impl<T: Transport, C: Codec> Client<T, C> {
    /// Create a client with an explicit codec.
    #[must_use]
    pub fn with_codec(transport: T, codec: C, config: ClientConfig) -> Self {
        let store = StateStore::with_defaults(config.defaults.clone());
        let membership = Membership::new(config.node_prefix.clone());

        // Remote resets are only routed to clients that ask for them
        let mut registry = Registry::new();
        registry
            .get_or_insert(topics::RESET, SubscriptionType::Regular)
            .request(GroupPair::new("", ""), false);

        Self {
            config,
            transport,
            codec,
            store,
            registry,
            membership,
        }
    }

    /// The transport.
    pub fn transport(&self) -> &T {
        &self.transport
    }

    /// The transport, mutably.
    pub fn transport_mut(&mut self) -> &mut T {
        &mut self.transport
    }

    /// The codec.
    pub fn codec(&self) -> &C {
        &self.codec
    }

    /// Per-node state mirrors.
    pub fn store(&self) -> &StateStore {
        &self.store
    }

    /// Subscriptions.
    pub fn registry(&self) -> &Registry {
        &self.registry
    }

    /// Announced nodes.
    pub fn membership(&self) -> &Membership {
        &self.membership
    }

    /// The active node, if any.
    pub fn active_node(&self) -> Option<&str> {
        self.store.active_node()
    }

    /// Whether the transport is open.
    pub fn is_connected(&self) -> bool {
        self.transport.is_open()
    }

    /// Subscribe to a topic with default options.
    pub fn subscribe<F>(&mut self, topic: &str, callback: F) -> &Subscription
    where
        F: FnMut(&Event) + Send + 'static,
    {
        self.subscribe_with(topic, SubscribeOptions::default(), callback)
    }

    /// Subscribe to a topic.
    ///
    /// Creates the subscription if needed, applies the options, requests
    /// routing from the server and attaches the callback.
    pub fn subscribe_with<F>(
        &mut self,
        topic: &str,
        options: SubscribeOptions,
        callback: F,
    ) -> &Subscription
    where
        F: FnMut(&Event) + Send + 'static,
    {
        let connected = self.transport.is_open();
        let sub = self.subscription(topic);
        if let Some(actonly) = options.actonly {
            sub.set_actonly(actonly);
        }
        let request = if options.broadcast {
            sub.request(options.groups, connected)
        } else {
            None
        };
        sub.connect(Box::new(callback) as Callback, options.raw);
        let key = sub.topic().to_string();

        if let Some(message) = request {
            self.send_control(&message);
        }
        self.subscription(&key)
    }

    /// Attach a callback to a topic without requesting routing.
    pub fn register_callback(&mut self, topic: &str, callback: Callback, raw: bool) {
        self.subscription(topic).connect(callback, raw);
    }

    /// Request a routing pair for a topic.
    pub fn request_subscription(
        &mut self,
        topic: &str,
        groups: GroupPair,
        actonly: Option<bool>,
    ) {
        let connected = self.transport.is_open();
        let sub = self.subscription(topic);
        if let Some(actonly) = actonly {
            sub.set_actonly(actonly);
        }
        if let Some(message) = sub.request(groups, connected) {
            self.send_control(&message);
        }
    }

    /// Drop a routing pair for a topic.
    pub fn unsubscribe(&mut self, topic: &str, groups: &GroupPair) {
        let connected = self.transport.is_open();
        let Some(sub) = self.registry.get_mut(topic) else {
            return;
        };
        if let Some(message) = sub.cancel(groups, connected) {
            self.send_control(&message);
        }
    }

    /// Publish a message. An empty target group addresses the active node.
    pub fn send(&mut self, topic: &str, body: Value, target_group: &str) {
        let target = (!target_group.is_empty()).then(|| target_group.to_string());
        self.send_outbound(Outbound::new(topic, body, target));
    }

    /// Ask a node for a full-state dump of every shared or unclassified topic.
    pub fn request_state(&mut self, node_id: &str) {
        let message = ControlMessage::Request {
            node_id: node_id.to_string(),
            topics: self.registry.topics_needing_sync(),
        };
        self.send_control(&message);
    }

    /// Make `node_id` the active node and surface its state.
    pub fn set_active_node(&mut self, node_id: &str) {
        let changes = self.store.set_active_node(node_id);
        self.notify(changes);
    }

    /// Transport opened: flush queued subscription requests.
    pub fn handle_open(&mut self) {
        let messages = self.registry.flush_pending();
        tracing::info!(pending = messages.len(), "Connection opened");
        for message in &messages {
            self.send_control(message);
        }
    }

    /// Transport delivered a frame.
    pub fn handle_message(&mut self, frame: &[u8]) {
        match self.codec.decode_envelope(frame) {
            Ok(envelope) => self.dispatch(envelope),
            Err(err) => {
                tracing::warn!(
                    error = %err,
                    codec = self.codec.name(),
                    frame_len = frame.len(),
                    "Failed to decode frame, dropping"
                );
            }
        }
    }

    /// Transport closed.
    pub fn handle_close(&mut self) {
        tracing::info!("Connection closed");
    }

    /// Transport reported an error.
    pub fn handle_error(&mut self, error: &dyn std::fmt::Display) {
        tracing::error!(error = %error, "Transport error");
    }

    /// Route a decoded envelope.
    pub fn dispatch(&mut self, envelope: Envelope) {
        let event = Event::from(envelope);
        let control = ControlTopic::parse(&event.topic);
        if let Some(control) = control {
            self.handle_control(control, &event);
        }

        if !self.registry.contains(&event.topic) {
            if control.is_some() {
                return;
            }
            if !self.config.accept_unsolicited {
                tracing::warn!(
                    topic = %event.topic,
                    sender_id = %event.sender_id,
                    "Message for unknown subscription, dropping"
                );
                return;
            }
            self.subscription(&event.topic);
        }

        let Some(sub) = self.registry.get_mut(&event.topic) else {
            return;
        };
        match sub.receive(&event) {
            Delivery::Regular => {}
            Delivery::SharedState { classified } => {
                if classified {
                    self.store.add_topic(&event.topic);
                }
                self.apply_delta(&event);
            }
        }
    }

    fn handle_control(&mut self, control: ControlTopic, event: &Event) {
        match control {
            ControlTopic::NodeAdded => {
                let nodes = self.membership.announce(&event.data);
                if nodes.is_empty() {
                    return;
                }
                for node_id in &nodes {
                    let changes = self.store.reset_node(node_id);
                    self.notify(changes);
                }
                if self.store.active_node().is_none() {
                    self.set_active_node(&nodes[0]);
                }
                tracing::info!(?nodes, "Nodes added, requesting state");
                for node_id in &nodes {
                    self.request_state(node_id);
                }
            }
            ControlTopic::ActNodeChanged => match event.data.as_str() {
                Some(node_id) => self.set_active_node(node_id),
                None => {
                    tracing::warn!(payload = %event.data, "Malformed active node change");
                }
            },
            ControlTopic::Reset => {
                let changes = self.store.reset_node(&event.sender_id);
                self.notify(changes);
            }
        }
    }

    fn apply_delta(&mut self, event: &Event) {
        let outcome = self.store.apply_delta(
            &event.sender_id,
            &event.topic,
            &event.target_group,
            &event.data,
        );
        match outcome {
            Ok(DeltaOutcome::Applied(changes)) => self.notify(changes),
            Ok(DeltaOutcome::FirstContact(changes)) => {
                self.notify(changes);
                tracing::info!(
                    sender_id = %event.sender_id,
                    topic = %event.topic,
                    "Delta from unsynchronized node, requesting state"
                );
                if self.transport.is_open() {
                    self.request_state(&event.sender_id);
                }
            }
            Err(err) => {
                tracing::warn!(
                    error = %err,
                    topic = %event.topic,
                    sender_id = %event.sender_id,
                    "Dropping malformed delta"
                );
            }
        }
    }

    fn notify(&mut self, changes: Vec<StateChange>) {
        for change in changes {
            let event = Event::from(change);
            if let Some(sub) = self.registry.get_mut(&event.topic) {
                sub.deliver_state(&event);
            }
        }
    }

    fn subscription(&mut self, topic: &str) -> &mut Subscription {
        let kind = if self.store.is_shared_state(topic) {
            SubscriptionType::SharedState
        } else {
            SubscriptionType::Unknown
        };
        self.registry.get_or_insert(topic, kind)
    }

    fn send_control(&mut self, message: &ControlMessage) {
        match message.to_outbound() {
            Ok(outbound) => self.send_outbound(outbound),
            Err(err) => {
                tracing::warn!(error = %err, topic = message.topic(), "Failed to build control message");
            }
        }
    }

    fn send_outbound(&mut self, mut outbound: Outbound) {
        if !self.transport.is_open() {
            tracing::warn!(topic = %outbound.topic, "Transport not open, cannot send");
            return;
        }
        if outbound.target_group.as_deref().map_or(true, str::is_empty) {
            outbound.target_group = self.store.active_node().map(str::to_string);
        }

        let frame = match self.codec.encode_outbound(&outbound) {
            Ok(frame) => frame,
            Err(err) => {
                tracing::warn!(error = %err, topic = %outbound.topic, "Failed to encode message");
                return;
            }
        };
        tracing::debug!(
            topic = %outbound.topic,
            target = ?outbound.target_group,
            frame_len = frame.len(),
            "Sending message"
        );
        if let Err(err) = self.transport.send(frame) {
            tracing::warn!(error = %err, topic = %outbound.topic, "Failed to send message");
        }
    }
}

What the task requires:
The answer must be every line of the records that holds the string "routing".

Output below:
    /// routing from the server and attaches the callback.
    /// Attach a callback to a topic without requesting routing.
    /// Request a routing pair for a topic.
    /// Drop a routing pair for a topic.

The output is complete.